Sharing session itu telah melahirkan energi positif bagi kami
untuk bisa cepat tiba di Dusun Cocci. Setelah menempuh perjalanan 2 Jam lebih,
kami akhirnya tiba di Sekolah dan menurunkan semua barang bawaan kami dan
berkemas untuk istirahat. Barulah ketika jam tangan di pergelangan tangan kiri
saya menunjukkan pukul dua belas malam,
kami semua sudah terlelap. Sayup-sayup mulai terdengar dengkuran demi dengkuran
kelelahan.
Teaching Ala 1000 Guru Sulbar
Tak ada suara mobil atau motor saat pagi
menyambut kami. Yang ada hanyalah warga Desa yang datang melihat kami dengan
malu-malu kucing. Sambil menunggu antrian kamar mandi, saya memutuskan untuk
berkeliling di sekitar sekolah dan Dusun. Sejauh mata memandang yang terlihat
hanya kebun coklat milik warga. Dari kejauhan saya melihat anak-anak berseragam
pramuka sudah mulai berdatangan ke sekolah. Yang lainnya tampak curi-curi
pandang kearah kami dengan senyum polos mereka. Sungguh pemandangan yang sangat
mendamaikan.
Saya bertemu langsung dengan anak-anak itu
di lapangan SDN 035 Coci, Dusun Coci Kec Pamboang, Kab Majene beberapa jam
setelahnya. Mulai tampak senyum-senyum malu di wajah mereka karena bertemu
dengan orang-orang asing, Beberapa dari mereka menggunakan sepatu, dan ada juga
seragam yang sudah sobek. Sekolah ini terdiri dari 6 kelas Sekolah dasar (SD)

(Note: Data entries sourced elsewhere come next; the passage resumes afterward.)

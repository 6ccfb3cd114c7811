//! Integration tests for the vote option image backfill endpoint.

mod helpers;

use axum::http::StatusCode;
use helpers::{
    setup_test_app, setup_test_app_with, InMemoryVoteOptionStore, TestOptions, BACKFILL_TOKEN,
    STORAGE_BASE_URL,
};
use serde_json::Value;
use uuid::Uuid;
use waypoint_core::models::VoteOptionImages;

const TRIP: &str = "trip-42";

fn row(image_url: Option<&str>, photos: Option<&[&str]>) -> VoteOptionImages {
    VoteOptionImages {
        id: Uuid::new_v4(),
        image_url: image_url.map(String::from),
        photo_urls: photos.map(|p| p.iter().map(|s| s.to_string()).collect()),
    }
}

/// Five rows: two empty, one already stable, two external.
fn mixed_rows() -> Vec<VoteOptionImages> {
    let stable = format!("{}/cached/external/seen.png", STORAGE_BASE_URL);
    vec![
        row(None, None),
        row(Some("   "), Some(&[][..])),
        row(Some(stable.as_str()), None),
        row(Some("https://hotel.example.com/room.png"), None),
        row(Some("https://beach.example.com/sunset.png"), None),
    ]
}

#[tokio::test]
async fn test_backfill_page_report() {
    let rows = mixed_rows();
    let external_id = rows[3].id;
    let app = setup_test_app_with(TestOptions {
        store: InMemoryVoteOptionStore::with_rows(TRIP, rows),
        ..Default::default()
    })
    .await;

    let response = app
        .client()
        .get("/api/backfill-vote-images")
        .add_header("x-backfill-token", BACKFILL_TOKEN)
        .add_query_param("tripId", TRIP)
        .await;

    assert_eq!(response.status_code(), StatusCode::OK);
    assert_eq!(
        response.headers().get("cache-control").unwrap(),
        "no-store"
    );
    let body: Value = response.json();
    assert_eq!(body["processed"], 5);
    assert_eq!(body["skippedEmpty"], 2);
    assert_eq!(body["skippedStable"], 1);
    assert_eq!(body["cachedCount"], 2);
    assert_eq!(body["updated"], 2);
    assert!(body["nextOffset"].is_null());
    assert_eq!(body["errors"].as_array().unwrap().len(), 0);

    let updated = app.store.row(external_id).unwrap();
    let image_url = updated.image_url.unwrap();
    assert!(image_url.starts_with(&format!("{}/cached/external/", STORAGE_BASE_URL)));
    assert_eq!(app.store.update_calls(), 2);
}

#[tokio::test]
async fn test_backfill_is_idempotent() {
    let app = setup_test_app_with(TestOptions {
        store: InMemoryVoteOptionStore::with_rows(TRIP, mixed_rows()),
        ..Default::default()
    })
    .await;

    let first = app
        .client()
        .get("/api/backfill-vote-images")
        .add_header("x-backfill-token", BACKFILL_TOKEN)
        .add_query_param("tripId", TRIP)
        .await;
    assert_eq!(first.status_code(), StatusCode::OK);
    let fetches_after_first = app.fetcher.calls();

    let second = app
        .client()
        .get("/api/backfill-vote-images")
        .add_header("x-backfill-token", BACKFILL_TOKEN)
        .add_query_param("tripId", TRIP)
        .await;
    let body: Value = second.json();
    assert_eq!(body["cachedCount"], 0);
    assert_eq!(body["skippedStable"], 3);
    assert_eq!(body["updated"], 0);
    assert_eq!(app.fetcher.calls(), fetches_after_first);
}

#[tokio::test]
async fn test_backfill_dry_run_writes_nothing() {
    let app = setup_test_app_with(TestOptions {
        store: InMemoryVoteOptionStore::with_rows(TRIP, mixed_rows()),
        ..Default::default()
    })
    .await;

    let response = app
        .client()
        .get("/api/backfill-vote-images")
        .add_query_param("token", BACKFILL_TOKEN)
        .add_query_param("tripId", TRIP)
        .add_query_param("dryRun", "1")
        .await;

    assert_eq!(response.status_code(), StatusCode::OK);
    let body: Value = response.json();
    assert_eq!(body["cachedCount"], 2);
    assert_eq!(body["updated"], 0);
    assert_eq!(app.store.update_calls(), 0);
    assert!(!app.storage_path().join("cached").exists());
}

#[tokio::test]
async fn test_backfill_paging() {
    let rows: Vec<_> = (0..5).map(|_| row(None, None)).collect();
    let app = setup_test_app_with(TestOptions {
        store: InMemoryVoteOptionStore::with_rows(TRIP, rows),
        ..Default::default()
    })
    .await;

    let response = app
        .client()
        .get("/api/backfill-vote-images")
        .add_header("authorization", format!("Bearer {}", BACKFILL_TOKEN))
        .add_query_param("tripId", TRIP)
        .add_query_param("limit", "2")
        .add_query_param("offset", "2")
        .await;

    let body: Value = response.json();
    assert_eq!(body["processed"], 2);
    assert_eq!(body["nextOffset"], 4);
}

#[tokio::test]
async fn test_backfill_rejects_missing_or_wrong_token() {
    let app = setup_test_app_with(TestOptions {
        store: InMemoryVoteOptionStore::with_rows(TRIP, mixed_rows()),
        ..Default::default()
    })
    .await;

    let response = app
        .client()
        .get("/api/backfill-vote-images")
        .add_query_param("tripId", TRIP)
        .await;
    assert_eq!(response.status_code(), StatusCode::UNAUTHORIZED);

    let response = app
        .client()
        .get("/api/backfill-vote-images")
        .add_header("x-backfill-token", "guess")
        .add_query_param("tripId", TRIP)
        .await;
    assert_eq!(response.status_code(), StatusCode::UNAUTHORIZED);

    assert_eq!(app.store.list_calls(), 0);
    assert_eq!(app.fetcher.calls(), 0);
}

#[tokio::test]
async fn test_backfill_requires_trip_id() {
    let app = setup_test_app().await;

    let response = app
        .client()
        .get("/api/backfill-vote-images")
        .add_header("x-backfill-token", BACKFILL_TOKEN)
        .await;

    assert_eq!(response.status_code(), StatusCode::BAD_REQUEST);
    assert_eq!(app.store.list_calls(), 0);
}

#[tokio::test]
async fn test_backfill_missing_server_config() {
    let app = setup_test_app_with(TestOptions {
        backfill_token: None,
        ..Default::default()
    })
    .await;
    let response = app
        .client()
        .get("/api/backfill-vote-images")
        .add_header("x-backfill-token", BACKFILL_TOKEN)
        .add_query_param("tripId", TRIP)
        .await;
    assert_eq!(response.status_code(), StatusCode::INTERNAL_SERVER_ERROR);

    let app = setup_test_app_with(TestOptions {
        with_database: false,
        ..Default::default()
    })
    .await;
    let response = app
        .client()
        .get("/api/backfill-vote-images")
        .add_header("x-backfill-token", BACKFILL_TOKEN)
        .add_query_param("tripId", TRIP)
        .await;
    assert_eq!(response.status_code(), StatusCode::INTERNAL_SERVER_ERROR);
}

dan 1 kelas Sekolah Menengah Pertama (SMP). Sekolah ini merupakan sekolah
SATAP. Kenapa? Karena dusun ini sangat jauh dari kota dan kebanyakan anak-anak
disni putus sekolah setelah tamat SD. Solusinya adalah dengan menambahkan SMP
sehingga angka putus sekolah bisa menurun. Tapi anehnya, meskipun dilingkupi
sekian banyak keterbatasan, tidak sedikitpun tampak kesedihan di wajah-wajah
kecil mereka. Mata-mata berbinar dengan senyum mengembang itu serentak
memperhatikan ada kamera yang memotret mereka sebelum barisan dimulai.

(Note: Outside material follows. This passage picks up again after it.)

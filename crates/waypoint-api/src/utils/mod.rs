pub mod ssrf_validation;

pub use ssrf_validation::{validate_image_url, UrlRejection};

Anak-anak kami kumpulkan ditengah lapangan. Vounter
dan adik-adik sekolah mulai berbaur dalam mengadakan ice breaking. Beberapa
anak kewalahan mengikuti gerak senam yang dipandu oleh Kak Tina. Dalam barisan
kami membagikan sarapan dan susu untuk adik-adik. Kegiatan kemudian dilanjutkan
didalam ruangan kelas. Dua Puluh relawan disebar ke setiap kelas dan saya
ditempatkan di kelas 7 SMP bersama dengan Kak Iis Imelda. Semuanya kelihatan
senang mengikuti kegiatan hari itu. Tak perlu waktu yang lama untuk kami bisa
berkenalan dengan adik-adik.
Untuk membuang rasa
bosan bagi adik-adik, kami membuat kegiatan didalam kelas menjadi dua
sesi yaitu belajar dan bermain yang kami selang-selingi beberapa kali. Materi yang
kami sampaikan untuk anak kelas 7 SMP adalah tentang Sumber daya alam yang
dapat diperbaharui dan Sumber daya alam yang tidak dapat diperbaharui, namun
sebelum sampai kesana kami menanyakan cita-cita mereka terlebih dahulu. Hal yang amat membanggakan dari adik-adik
Kelas 7 SMP ini adalah masing-masing mereka sudah punya cita-cita. Mereka sudah
tau ingin jadi apa mereka kelak dan apa saja yang harus mereka lakukan.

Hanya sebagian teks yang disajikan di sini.